Ela põe a mão sobre a cabeça dele e diz:
– Sim, eu o perdoo.
Ele fica de pé às pressas e diz:
– Agora vamos, estou atrasado, e meu superior vai me
repreender se eu me atrasar ainda mais.
E os dois saem da sacristia, quase correndo.
No cinema de Ingmar Bergman, tão imbuído daquela
religiosidade angustiada e indagativa, essa cena tem mais força ainda porque O Ovo da Serpente (1977) é ambientado na
Berlim de 1923, com a espantosa crise econômica, o miserê social, e o terror
que era a vida das pessoas comuns na Alemanha estraçalhada pela I Guerra Mundial
e vampirizada pelo Pacto de Versalhes.
É uma das produções mais caras e mais internacionais da
obra de Ingmar Bergman, e (dizem) um dos seus piores filmes. São os dois
aspectos menos relevantes a se discutir sobre ele.
Berlim, 1923. Abel Rosenberg (David Carradine) mora com o
irmão (os dois são acrobatas de circo) numa pensão barata. Chega em casa uma
noite e vê que o irmão se suicidou. Acaba indo morar com a viúva dele, Manuela,
e tendo um caso com ela. Os dois conhecem um médico alemão meio rico, Vergerus,
meio metido a dono do mundo, que simpatiza com Abel e tem um trelelê
clandestino com a moça.
Vergerus consegue para Abel um emprego burocrático onde
ele começa a ter acesso a informações sobre experiências científicas secretas
que usam seres humanos como cobaias. Arranja também um lugar para o casal morar,
mas daí em diante eles brigam o tempo todo, no prédio há um motor que zune dia
e noite, e Abel, que já é meio alcoólico, começa a ter acessos de fúria, que
contagiam Manuela.
O filme é uma mistura de “Big Brother” com Auschwitz. É o
filme mais dark de Bergman, onde a
angústia existencial é substituída pela brutalidade nazista e pela fome pura e
simples. Na Alemanha de 1923, as pessoas vivem bêbadas, porque a bebida é
barata e a comida não existe. Há uma
cena em que pessoas carneiam um cavalo morto em plena rua, no centro da cidade.

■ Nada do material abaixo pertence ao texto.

use memchr::{memchr, memchr_iter};

/// Selects which empty fields are reported as null instead of as an empty
/// string.
///
/// An "empty separator" field is one with nothing at all between two
/// separators, e.g., the middle field of `a,,b`. An "empty quotes" field is a
/// quoted field with no content, e.g., the middle field of `a,"",b`.
///
/// | Policy                  | `a,,b`     | `a,"",b`   |
/// |-------------------------|------------|------------|
/// | `None`                  | `""`       | `""`       |
/// | `EmptySeparatorsAsNull` | null       | `""`       |
/// | `EmptyQuotesAsNull`     | `""`       | null       |
/// | `Both`                  | null       | null       |
#[derive(Clone, Copy, Debug, Eq, PartialEq)]
pub enum NullFieldPolicy {
    /// No field is ever null. This is the default.
    None,
    /// Fields with nothing between their separators are null.
    EmptySeparatorsAsNull,
    /// Quoted fields with no content are null.
    EmptyQuotesAsNull,
    /// Both kinds of empty field are null.
    Both,
}

impl Default for NullFieldPolicy {
    fn default() -> NullFieldPolicy {
        NullFieldPolicy::None
    }
}

impl NullFieldPolicy {
    /// Returns true if unquoted empty fields are reported as null.
    pub fn nulls_empty_separators(&self) -> bool {
        match *self {
            NullFieldPolicy::EmptySeparatorsAsNull | NullFieldPolicy::Both => {
                true
            }
            NullFieldPolicy::None | NullFieldPolicy::EmptyQuotesAsNull => false,
        }
    }

    /// Returns true if quoted empty fields are reported as null.
    pub fn nulls_empty_quotes(&self) -> bool {
        match *self {
            NullFieldPolicy::EmptyQuotesAsNull | NullFieldPolicy::Both => true,
            NullFieldPolicy::None | NullFieldPolicy::EmptySeparatorsAsNull => {
                false
            }
        }
    }
}
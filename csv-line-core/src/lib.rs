/*!
`csv-line-core` provides a line-oriented RFC 4180 CSV tokenizer.

The tokenizer is fed one physical line of text at a time and turns it into a
record: an ordered list of fields, each of which is either a string or null.
Quoted fields may contain separators, doubled quotes and, in multi-line mode,
line breaks. When a quoted field is not finished at the end of a line, the
parser holds on to it and reports that it needs another line.

This crate does no I/O. Reading lines from a stream is left to the caller
(the `csv-line` crate provides a reader on top of `std::io::BufRead`).

# Example

Reading a record whose second field spans two lines:

```
use csv_line_core::{LineParser, ParserBuilder};

let mut parser = ParserBuilder::new().build();
let mut record = vec![];
for line in &["1,\"first", "second\",3"] {
    if let Some(fields) = parser.parse(Some(*line), true) {
        record.extend(fields);
    }
}
assert!(!parser.is_pending());
assert_eq!(record, vec![
    Some("1".to_string()),
    Some("first\nsecond".to_string()),
    Some("3".to_string()),
]);
```

# Null fields

Whether an empty field is reported as null depends on the
[`NullFieldPolicy`](enum.NullFieldPolicy.html):

```
use csv_line_core::{LineParser, NullFieldPolicy, ParserBuilder};

let mut parser = ParserBuilder::new()
    .null_field_policy(NullFieldPolicy::EmptySeparatorsAsNull)
    .build();
assert_eq!(parser.parse_line("a,,\"\""), vec![
    Some("a".to_string()),
    None,
    Some("".to_string()),
]);
```
*/

#![deny(missing_docs)]

pub use crate::parser::{
    LineParser, NullFieldPolicy, ParserBuilder, Rfc4180Parser,
};
pub use crate::writer::{QuoteStyle, Writer, WriterBuilder};

mod parser;
mod writer;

Outra influência do filme é o Cabaret de Bob Fosse, ambientado no mesmo espaço e tempo: Bergman
mostra nos cabarés pobretões cenas que lembram o de Fosse: um
mestre-de-cerimônias que parece calcado no de Joel Grey, números de ménage à trois grotesco com travestis.
No fim, os nazistas invadem o cabaré, espancam o dono e ateiam fogo a tudo.
Abel descobre que há câmeras ocultas no apartamento, e ele
e Manuela estavam sendo filmados por ordens de Vergerus. Estavam também aspirando
um gás que os fazia brigar o tempo todo. Uma espécie de Big Brother à revelia
dos participantes. Um prelúdio das experiências que alguns anos depois
cientistas nazistas como Mengele se sentiriam à vontade para realizar nos
campos de extermínio.
As experiências do filme envolvem centenas de cobaias
humanas, em recintos fechados e monitorados. São uma gota no oceano. Quase um
século depois, elas podem ser realizadas numa escala inimaginavelmente maior,
com centenas de milhões de cobaias. Ao invés de um gás desorientador dos
sentidos, algoritmos e memes cuidadosamente concebidos e viralizados.
Um mero fato (um acidente, um crime, uma crise política,
uma frase de celebridade) pode ser manipulado memeticamente e se espalhar como uma febre instantânea, produzindo
milhões de respostas em ondas sucessivas que se espalham por um país inteiro ao
longo de poucos dias.
Essas respostas são monitoradas, tabuladas, reforçadas
aqui, neutralizadas acolá, numa experimentação em que milhares de monitores
humanos e de controles robóticos filtram e classificam as reações das cobaias,
indicando cada elemento capaz de extrair respostas mais rápidas, ou mais
intensas, ou mais duradouras. Assim se produz o ódio, a confusão conceitual, a
paixão-ou-repulsa via reflexo condicionado.
Não é necessário para isto que as cobaias estejam
trancadas em kafkeanos labirintos subterrâneos. O experimento é um processo
cotidiano, sem começo nem fim, um bombardeio eletrônico permanente,
permanentemente aferido e recebendo correções de rumo. Permitindo prever como
reagirão dezenas de milhões de pessoas quando receberem os tipos de estímulo a
que foram acostumadas.
Através da membrana translúcida e delicada, pulsa o corpo
da serpente por nascer.
A Arte põe em evidência a precariedade de nossa consciência, de nossa liberdade, invisivelmente administrada!